Stored items
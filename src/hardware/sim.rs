//! Simulated hardware façade. Backs every test in this crate and is the
//! default build when the `hardware` feature is not enabled.
//!
//! Every physical quantity is a plain field a test sets directly before
//! ticking the control loop, the same "inject, then observe" shape this
//! crate's lineage used for its `sim_set_*` sensor-injection functions,
//! generalised here into one struct instead of one function per module.

use super::{AlcoholLevel, DeviceState, FanCheck, HardwareFacade, HwResult, InitStatus, PanelButton, ValveId};
use crate::error::{HardwareFailure, HardwareFailureKind};

pub struct SimulatedHardware {
    pub valves: [u8; 4],
    pub heater_pct: u8,
    pub pump_pct: u8,
    pub fan_pct: u8,
    pub fan_check: FanCheck,

    pub pressure_mbar: f64,
    pub bottom_temp_c: f64,
    pub gas_temp_c: f64,

    pub alcohol: AlcoholLevel,
    pub alcohol_sensor_enabled: bool,

    /// Queue of edge-events a test injects; `button_press` pops one per call.
    pub pending_button: Option<PanelButton>,
    /// Level currently held, consulted by `button_press_force`.
    pub held_button: PanelButton,

    pub panel_state: DeviceState,
    pub selected_program: u8,
    pub light_state: LightState,

    /// Blink-helper call counts, so tests can assert the panel feedback
    /// paths (§4.D, §7) actually fire instead of going silently dead.
    pub blink_disconnected_count: u32,
    pub blink_label_print_count: u32,
    pub blink_force_afterstill_count: u32,
    pub blink_reset_count: u32,
    pub blink_fault_count: u32,
    pub flash_green_count: u32,

    /// Count of consecutive pressure-read failures still owed before a
    /// success, used by the boundary tests (B2).
    pub pressure_failures_remaining: u32,
    pub pressure_retry_budget: u32,
}

#[derive(Debug, Clone, Copy, PartialEq, Eq)]
pub enum LightState {
    Off,
    Warm,
    Red,
}

impl Default for SimulatedHardware {
    fn default() -> Self {
        Self {
            valves: [0, 100, 100, 100],
            heater_pct: 0,
            pump_pct: 0,
            fan_pct: 0,
            fan_check: FanCheck::Off,
            pressure_mbar: 1013.0,
            bottom_temp_c: 20.0,
            gas_temp_c: 20.0,
            alcohol: AlcoholLevel::Off,
            alcohol_sensor_enabled: false,
            pending_button: None,
            held_button: PanelButton::None,
            panel_state: DeviceState::Booting,
            selected_program: 1,
            light_state: LightState::Off,
            blink_disconnected_count: 0,
            blink_label_print_count: 0,
            blink_force_afterstill_count: 0,
            blink_reset_count: 0,
            blink_fault_count: 0,
            flash_green_count: 0,
            pressure_failures_remaining: 0,
            pressure_retry_budget: 5,
        }
    }
}

impl SimulatedHardware {
    pub fn new() -> Self {
        Self::default()
    }

    fn valve_index(id: ValveId) -> usize {
        id as usize - 1
    }
}

impl HardwareFacade for SimulatedHardware {
    fn init(&mut self) -> InitStatus {
        InitStatus::Ok
    }

    fn set_valve(&mut self, id: ValveId, opening_pct: u8) -> HwResult<()> {
        if opening_pct > 100 {
            return Err(HardwareFailure::new(
                HardwareFailureKind::Electrical,
                format!("valve opening {opening_pct} out of range"),
            ));
        }
        self.valves[Self::valve_index(id)] = opening_pct;
        Ok(())
    }

    fn valve_position(&self, id: ValveId) -> u8 {
        self.valves[Self::valve_index(id)]
    }

    fn home_all_valves(&mut self) -> HwResult<()> {
        self.valves = [100, 100, 100, 100];
        Ok(())
    }

    fn set_bottom_heater_percent(&mut self, pct: u8) -> HwResult<()> {
        self.heater_pct = pct.min(100);
        Ok(())
    }

    fn set_pump_pwm(&mut self, pct: u8) -> HwResult<()> {
        self.pump_pct = pct.min(100);
        Ok(())
    }

    fn set_fan_pwm(&mut self, pct: u8) -> HwResult<()> {
        self.fan_pct = pct.min(100);
        self.fan_check = if pct > 0 { FanCheck::On } else { FanCheck::Off };
        Ok(())
    }

    fn fan_adc_check(&mut self) -> HwResult<FanCheck> {
        Ok(self.fan_check)
    }

    fn pressure(&mut self) -> HwResult<f64> {
        if self.pressure_failures_remaining > 0 {
            self.pressure_failures_remaining -= 1;
            if self.pressure_retry_budget == 0 {
                return Err(HardwareFailure::new(HardwareFailureKind::PressureSensor, "retry budget exhausted"));
            }
            self.pressure_retry_budget -= 1;
            return self.pressure();
        }
        Ok(self.pressure_mbar)
    }

    fn bottom_temperature(&mut self) -> HwResult<f64> {
        Ok(self.bottom_temp_c)
    }

    fn gas_temperature(&mut self) -> HwResult<f64> {
        Ok(self.gas_temp_c)
    }

    fn alcohol_level(&mut self) -> HwResult<AlcoholLevel> {
        Ok(self.alcohol)
    }

    fn alcohol_sensor_on(&mut self) -> HwResult<()> {
        self.alcohol_sensor_enabled = true;
        Ok(())
    }

    fn alcohol_sensor_off(&mut self) -> HwResult<()> {
        self.alcohol_sensor_enabled = false;
        Ok(())
    }

    fn button_press(&mut self) -> PanelButton {
        self.pending_button.take().unwrap_or(PanelButton::None)
    }

    fn button_press_force(&self) -> PanelButton {
        self.held_button
    }

    fn set_panel_state(&mut self, state: DeviceState) {
        self.panel_state = state;
    }

    fn set_program(&mut self, program: u8) {
        self.selected_program = program;
    }

    fn blink_disconnected(&mut self) {
        self.blink_disconnected_count += 1;
    }

    fn blink_label_print(&mut self) {
        self.blink_label_print_count += 1;
    }

    fn blink_force_afterstill(&mut self) {
        self.blink_force_afterstill_count += 1;
    }

    fn blink_reset(&mut self) {
        self.blink_reset_count += 1;
    }

    fn blink_fault(&mut self) {
        self.blink_fault_count += 1;
    }

    fn flash_green(&mut self) {
        self.flash_green_count += 1;
    }

    fn light_warm(&mut self) {
        self.light_state = LightState::Warm;
    }

    fn light_red(&mut self) {
        self.light_state = LightState::Red;
    }

    fn light_off(&mut self) {
        self.light_state = LightState::Off;
    }

    fn toggle_white(&mut self) {
        self.light_state = if self.light_state == LightState::Warm { LightState::Off } else { LightState::Warm };
    }

    fn toggle_red(&mut self) {
        self.light_state = if self.light_state == LightState::Red { LightState::Off } else { LightState::Red };
    }
}

#[cfg(test)]
mod tests {
    use super::*;

    #[test]
    fn set_valve_rejects_out_of_range() {
        let mut hw = SimulatedHardware::new();
        assert!(hw.set_valve(ValveId::V1, 101).is_err());
    }

    #[test]
    fn relax_position_matches_spec() {
        let mut hw = SimulatedHardware::new();
        hw.set_valves_in_relax_position().unwrap();
        assert_eq!(hw.valves, [0, 100, 100, 100]);
    }

    #[test]
    fn pressure_retries_then_succeeds() {
        let mut hw = SimulatedHardware::new();
        hw.pressure_failures_remaining = 2;
        hw.pressure_retry_budget = 5;
        assert!(hw.pressure().is_ok());
    }

    #[test]
    fn pressure_fails_when_budget_exhausted() {
        let mut hw = SimulatedHardware::new();
        hw.pressure_failures_remaining = 10;
        hw.pressure_retry_budget = 3;
        assert!(hw.pressure().is_err());
    }
}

_WORK REQUIRED_
If a line in the data contains the string "return", copy it.

_RESPONSE TO THIS TASK_
            return Err(HardwareFailure::new(
                return Err(HardwareFailure::new(HardwareFailureKind::PressureSensor, "retry budget exhausted"));
            return self.pressure();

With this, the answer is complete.